= Beginning of Section =

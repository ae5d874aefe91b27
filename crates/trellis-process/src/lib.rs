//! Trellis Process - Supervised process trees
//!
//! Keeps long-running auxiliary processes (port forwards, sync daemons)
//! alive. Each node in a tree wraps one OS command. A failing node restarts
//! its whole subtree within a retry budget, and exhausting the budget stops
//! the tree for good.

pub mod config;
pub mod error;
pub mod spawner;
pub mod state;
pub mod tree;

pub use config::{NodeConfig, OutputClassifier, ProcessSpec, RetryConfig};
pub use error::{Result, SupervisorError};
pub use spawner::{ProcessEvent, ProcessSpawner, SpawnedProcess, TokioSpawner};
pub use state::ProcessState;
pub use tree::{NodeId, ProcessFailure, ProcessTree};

= End of Section =

Task item:
Write out the whole listing again, exactly as it stands.

Exercise answer:
repository ae5d874aefe91b27
filename crates/trellis-process/src/lib.rs
//! Trellis Process - Supervised process trees
//!
//! Keeps long-running auxiliary processes (port forwards, sync daemons)
//! alive. Each node in a tree wraps one OS command. A failing node restarts
//! its whole subtree within a retry budget, and exhausting the budget stops
//! the tree for good.

pub mod config;
pub mod error;
pub mod spawner;
pub mod state;
pub mod tree;

pub use config::{NodeConfig, OutputClassifier, ProcessSpec, RetryConfig};
pub use error::{Result, SupervisorError};
pub use spawner::{ProcessEvent, ProcessSpawner, SpawnedProcess, TokioSpawner};
pub use state::ProcessState;
pub use tree::{NodeId, ProcessFailure, ProcessTree};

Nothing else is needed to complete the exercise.